Now, with that – you do seem pretty focused on the ring. Perhaps that’s putting him off a bit? It sounds like he wanted it to be a surprise, and that he would get a say too, so maybe he’s reconciling what he ‘wanted’ out of it with what you ‘want’, to find a middle ground that he’s more comfortable on. How direct were you in telling him that you wanted to pick it out? Was it potentially too direct, and now he’s feeling a bit more insecure than he was to begin with? As far as the frugality goes – can he comfortably afford what you want, or will it be stretching things thin?
Remember that the ring isn’t just a piece of jewelry – it’s meant to symbolize the love, passion, and devotion between the two of you (just like his ring will). Like PP said – allow a little leeway for him. He’s paying for it, so he does deserve a little bit of a say at least. It sounds like he’s putting more importance on sentimental value than monetary value, so it might matter to him on whether his opinion gets accounted for in the purchase – which may be missing if he has no say on the ring.
Post # 8
GILLYKAT823 Oh no, I will love being married to this amazing man more than any ring I could buy. But I hate spending money on something that I could potentially regret later. Like another user said, I know about tiffs that occur when resentment grows. And it’s such a petty thing.. Better to do it together than to let him have free reign.

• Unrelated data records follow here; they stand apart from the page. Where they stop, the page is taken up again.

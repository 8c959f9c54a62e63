//
// Copyright (c) 2024 Oracle and/or its affiliates. All rights reserved.
//
// Licensed under the Universal Permissive License v 1.0 as shown at
//  https://oss.oracle.com/licenses/upl/
//
use crate::error::NoSQLError;
use crate::error::NoSQLErrorCode::{IllegalArgument, ResourceNotFound};
use crate::handle::Handle;
use crate::handle::SendOptions;
use crate::nson::*;
use crate::reader::Reader;
use crate::types::{Capacity, Consistency, MapValue, NoSQLRow, OpCode};
use crate::writer::Writer;
use crate::Version;
use std::result::Result;
use std::time::Duration;

/// Struct used for getting a single row of data from a NoSQL table.
#[derive(Default, Debug)]
pub struct GetRequest {
    pub(crate) table_name: String,
    pub(crate) compartment_id: String,
    pub(crate) timeout: Option<Duration>,
    pub(crate) key: MapValue,
    pub(crate) consistency: Consistency,
    // TODO: limiters, retry stats, etc
}

/// Struct representing the result of a [`GetRequest`] operation.
///
/// This struct is returned from a [`GetRequest::execute()`] call.
#[derive(Default, Debug)]
pub struct GetResult {
    pub(crate) row: Option<MapValue>,
    pub(crate) consumed: Option<Capacity>,
    pub(crate) modification_time: i64, // TODO: Time
    pub(crate) expiration_time: i64,   // TODO: Time
    pub(crate) version: Option<Version>,
    // TODO: stats, rldelay, etc...
}

impl GetResult {
    /// Get the returned row. If the row does not exist in the table, this value will be `None`.
    pub fn row(&self) -> Option<&MapValue> {
        if let Some(r) = &self.row {
            return Some(r);
        }
        None
    }
    /// Get the consumed capacity (read/write units) of the operation. This is only valid in the NoSQL Cloud Service.
    pub fn consumed(&self) -> Option<&Capacity> {
        if let Some(c) = &self.consumed {
            return Some(c);
        }
        None
    }
    /// Get the last modification time of the row. This is only valid if the operation succeeded.
    /// Its value is the number of milliseconds since the epoch (Jan 1 1970).
    pub fn modification_time(&self) -> i64 {
        self.modification_time
    }
    /// Get the expiration time of the row. This is only valid if the operation succeeded.
    /// Its value is the number of milliseconds since the epoch (Jan 1 1970).
    pub fn expiration_time(&self) -> i64 {
        self.expiration_time
    }
    /// Get the version of the row. This is only valid if the operation succeeded.
    pub fn version(&self) -> Option<&Version> {
        if let Some(v) = &self.version {
            return Some(v);
        }
        None
    }
    // TODO: stats, rldelay, etc...
}

impl GetRequest {
    /// Create a new `GetRequest`.
    ///
    /// `table_name` is required and must be non-empty.
    pub fn new(table_name: &str) -> GetRequest {
        GetRequest {
            table_name: table_name.to_string(),
            ..Default::default()
        }
    }

    /// Specify the timeout value for the request.
    ///
    /// This is optional.
    /// If set, it must be greater than or equal to 1 millisecond, otherwise an
    /// IllegalArgument error will be returned.
    /// If not set, the default timeout value configured for the [`Handle`](crate::HandleBuilder::timeout()) is used.
    pub fn timeout(mut self, t: &Duration) -> Self {
        self.timeout = Some(t.clone());
        self
    }

    /// Cloud Service only: set the name or id of a compartment to be used for this operation.
    ///
    /// The compartment may be specified as either a name (or path for nested compartments) or as an id (OCID).
    /// A name (vs id) can only be used when authenticated using a specific user identity. It is not available if
    /// the associated handle authenticated as an Instance Principal (which can be done when calling the service from
    /// a compute instance in the Oracle Cloud Infrastructure: see [`HandleBuilder::cloud_auth_from_instance()`](crate::HandleBuilder::cloud_auth_from_instance()).)
    ///
    /// If no compartment is given, the root compartment of the tenancy will be used.
    pub fn compartment_id(mut self, compartment_id: &str) -> Self {
        self.compartment_id = compartment_id.to_string();
        self
    }

    /// Specify the primary key to use to find the row (record) in the table, from a [`MapValue`].
    ///
    /// `key` must contain all fields required to construct the primary key for the table.
    pub fn key(mut self, key: MapValue) -> GetRequest {
        self.key = key;
        self
    }

    /// Specify the primary key to use to find the row (record) in the table, from a native Rust struct.
    ///
    /// `row_key` must be an instance of a struct that implements the [`NoSQLRow`] trait, which is
    /// done by adding the [`derive@NoSQLRow`] derive to the struct definition. `row_key` must contain
    /// all fields required to construct the primary key for the table.
    ///
    /// See the [`GetRequest::execute_into()`] documentation below for an example of how to
    /// add the `NoSQLRow` derive to a struct.
    pub fn row_key(mut self, row_key: &dyn NoSQLRow) -> Result<GetRequest, NoSQLError> {
        match row_key.to_map_value() {
            Ok(value) => {
                self = self.key(value);
                return Ok(self);
            }
            Err(e) => {
                // TODO: save error as source
                return Err(NoSQLError::new(
                    IllegalArgument,
                    &format!("could not convert struct to MapValue: {}", e.to_string()),
                ));
            }
        }
    }

    /// Specify the desired [`Consistency`] for the operation.
    pub fn consistency(mut self, c: Consistency) -> GetRequest {
        self.consistency = c;
        self
    }

    /// Execute the request, returning a [`GetResult`].
    ///
    /// If the record exists in the table, [`GetResult::row`] will be `Some()`.
    pub async fn execute(&self, h: &Handle) -> Result<GetResult, NoSQLError> {
        let mut w: Writer = Writer::new();
        w.write_i16(h.inner.serial_version);
        let timeout = h.get_timeout(&self.timeout);
        self.nson_serialize(&mut w, &timeout);
        let mut opts = SendOptions {
            timeout: timeout,
            retryable: true,
            compartment_id: self.compartment_id.clone(),
            ..Default::default()
        };
        let mut r = h.send_and_receive(w, &mut opts).await?;
        let resp = GetRequest::nson_deserialize(&mut r)?;
        Ok(resp)
    }

    /// Execute the request, populating an existing Rust native struct.
    ///
    /// `row` must be an instance of a struct that implements the [`NoSQLRow`] trait, which is
    /// done by adding the [`derive@NoSQLRow`] derive to the struct definition. `row` will have all
    /// of its fields populated if this method returns `Ok()`:
    /// ```no_run
    /// use oracle_nosql_rust_sdk::GetRequest;
    /// use oracle_nosql_rust_sdk::types::*;
    /// # use oracle_nosql_rust_sdk::Handle;
    /// # use oracle_nosql_rust_sdk::types::FieldValue;
    /// # use std::error::Error;
    /// # #[tokio::main]
    /// # pub async fn main() -> Result<(), Box<dyn std::error::Error>> {
    /// # let handle = Handle::builder().build().await?;
    /// // Assume a table was created with the following statement:
    /// // "CREATE TABLE people (id long, name string, street string,
    /// //                       city string, zip integer, primary_key(id))"
    /// // A corresponding Rust struct could be:
    /// #[derive(Default, Debug, NoSQLRow)]
    /// struct Person {
    ///     pub id: i64,
    ///     pub name: String,
    ///     pub street: String,
    ///     pub city: String,
    ///     pub zip: i32,
    /// }
    /// // To get a specific person from the table:
    /// let mut person = Person {
    ///     id: 123456,
    ///     ..Default::default()
    /// };
    /// GetRequest::new("people")
    ///     .row_key(&person)?
    ///     .execute_into(&handle, &mut person).await?;
    /// // person contains all fields
    /// # Ok(())
    /// # }
    /// ```
    ///
    /// See the [`PutRequest::put()`](crate::PutRequest::put()) documentation for an additional example of how to
    /// add the `NoSQLRow` derive to a struct.
    ///
    /// If it is desired to also get the row metadata (version, modification time, etc), use the the
    /// [`GetRequest::execute()`] method instead, and then populate the native struct using
    /// the [`NoSQLRow::from_map_value()`] method:
    /// ```no_run
    /// use oracle_nosql_rust_sdk::GetRequest;
    /// use oracle_nosql_rust_sdk::types::*;
    /// # use oracle_nosql_rust_sdk::Handle;
    /// # use oracle_nosql_rust_sdk::types::FieldValue;
    /// # use std::error::Error;
    /// # #[tokio::main]
    /// # pub async fn main() -> Result<(), Box<dyn std::error::Error>> {
    /// # let handle = Handle::builder().build().await?;
    /// // Assume a table was created with the following statement:
    /// // "CREATE TABLE people (id long, name string, street string,
    /// //                       city string, zip integer, primary_key(id))"
    /// // A corresponding Rust struct could be:
    /// #[derive(Default, Debug, NoSQLRow)]
    /// struct Person {
    ///     pub id: i64,
    ///     pub name: String,
    ///     pub street: String,
    ///     pub city: String,
    ///     pub zip: i32,
    /// }
    /// // To get a specific person from the table:
    /// let mut person = Person {
    ///     id: 123456,
    ///     ..Default::default()
    /// };
    /// let get_request = GetRequest::new("people").row_key(&person)?;
    /// let resp = get_request.execute(&handle).await?;
    /// if let Some(mv) = resp.row() {
    ///     // resp metadata (modification time, version, etc.) valid
    ///     let result = person.from_map_value(mv);
    ///     if result.is_ok() {
    ///         // person contains all fields
    ///     } else {
    ///         // There was some error deserializing the row MapValue to a Person struct
    ///     }
    /// }
    /// # Ok(())
    /// # }
    /// ```
    pub async fn execute_into(&self, h: &Handle, row: &mut dyn NoSQLRow) -> Result<(), NoSQLError> {
        let resp = self.execute(h).await?;
        if let Some(r) = resp.row() {
            match row.from_map_value(r) {
                Ok(_) => {
                    return Ok(());
                }
                Err(e) => {
                    // TODO: save error as source
                    return Err(NoSQLError::new(
                        IllegalArgument,
                        &format!(
                            "could not convert MapValue to native struct: {}",
                            e.to_string()
                        ),
                    ));
                }
            }
        }
        Err(NoSQLError::new(ResourceNotFound, "NoSQL row not found"))
    }

    pub(crate) fn nson_serialize(&self, w: &mut Writer, timeout: &Duration) {
        let mut ns = NsonSerializer::start_request(w);
        ns.start_header();
        ns.write_header(OpCode::Get, timeout, &self.table_name);
        ns.end_header();

        // payload
        ns.start_payload();
        ns.write_consistency(self.consistency);
        ns.write_map_field(KEY, &self.key);
        ns.end_payload();

        ns.end_request();
    }

    pub(crate) fn nson_deserialize(r: &mut Reader) -> Result<GetResult, NoSQLError> {
        let mut walker = MapWalker::new(r)?;
        let mut res: GetResult = Default::default();
        while walker.has_next() {
            walker.next()?;
            let name = walker.current_name();
            match name.as_str() {
                ERROR_CODE => {
                    //println!("   get_result: ERROR_CODE");
                    walker.handle_error_code()?;
                }
                CONSUMED => {
                    //println!("   get_result: CONSUMED");
                    res.consumed = Some(walker.read_nson_consumed_capacity()?);
                    //println!(" consumed={:?}", res.consumed);
                }
                ROW => {
                    //println!("   get_result: ROW");
                    read_row(walker.r, &mut res)?;
                    //for (f,v) in res.row.iter() {
                    //println!("row: field={} value={:?}", f, v);
                    //}
                }
                _ => {
                    //println!("   get_result: skipping field '{}'", name);
                    walker.skip_nson_field()?;
                }
            }
        }
        Ok(res)
    }
}

fn read_row(r: &mut Reader, res: &mut GetResult) -> Result<(), NoSQLError> {
    let mut walker = MapWalker::new(r)?;
    while walker.has_next() {
        walker.next()?;
        let name = walker.current_name();
        match name.as_str() {
            MODIFIED => {
                //println!("   read_row: MODIFIED");
                res.modification_time = walker.read_nson_i64()?;
            }
            EXPIRATION => {
                //println!("   read_row: EXPIRATION");
                res.expiration_time = walker.read_nson_i64()?;
            }
            ROW_VERSION => {
                //println!("   read_row: ROW_VERSION");
                res.version = Some(walker.read_nson_binary()?);
            }
            VALUE => {
                //println!("   read_row: VALUE");
                res.row = Some(walker.read_nson_map()?);
            }
            _ => {
                //println!("   read_row: skipping field '{}'", name);
                walker.skip_nson_field()?;
            }
        }
    }
    Ok(())
}

impl NsonRequest for GetRequest {
    fn serialize(&self, w: &mut Writer, timeout: &Duration) {
        self.nson_serialize(w, timeout);
    }
}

ALLYCRN We decided awhile back not to go the diamond route. We have almost exclusively looked at gemstones in a variety of settings and colors. I don’t want to spend a lot on this, which is where the agony begins. Finding something I like with good quality is hard in the budget we’ve set. But we’re getting there.
He suggested tonight for us to order some loose gems, after I mentioned it the other day. He’s coming around. 🙂 I do think he feels better having an idea of what I want, rather than going it on his own. He was so nervous last Christmas over whether I’d like his earrings or not. I can’t help but find him adorable.
Post # 9
Skribblydee: I can relate to this. My FI is a dirty fisherman. He doesn’t give a crap what he looks like, so I worried about his taste when it can to buying me an e-ring. But, he surprised the hell outta me. I had mentioned “casually” that I was partial to the princess cut. And I then, the cutest thing happened. He started researching and learning. It started out as looking for a deal, and ended with him realizing the huge differences in different qualities and price.
I also knew that he is very into tradition, and since its his money he’s spending, he’d definitely want the final say. To him, this is an expression of his love and the time and effort (and $$$) he put into this, is just as important as the ring itself.
Have some faith in the man you plan to marry. You’ve given him your preferences many times over, so trust him to know you well enough, and that he’s listening. Let him have this so that he can be proud of making you so happy all on his own. Some men need that.
FWIW, a good friend if ours has just put a deposit on an e-ring. She tried sending him 40billion links and pics and specs, and he finally flipped. After a while, they start to look the same. I think that what he chose for her (I only know because he used the same jeweler as FI), is an absolute perfect blend of all of her wishes, and I know she’ll just be beyond stoked to marry him.
Post # 10
Skribblydee: I wish you could show him the two threads I recently started! My partner bought a ring without my input, and it was waaaaaaaaaay more expensive than I’m comfortable with, and white gold when I dislike any white metal. Learn from my mistake! I really feel you on not wanting to spend money on something you could regret – I’m in that boat right now. I’ve heard of lots of other women in this situation. If there’s any way you can go shopping together, do!!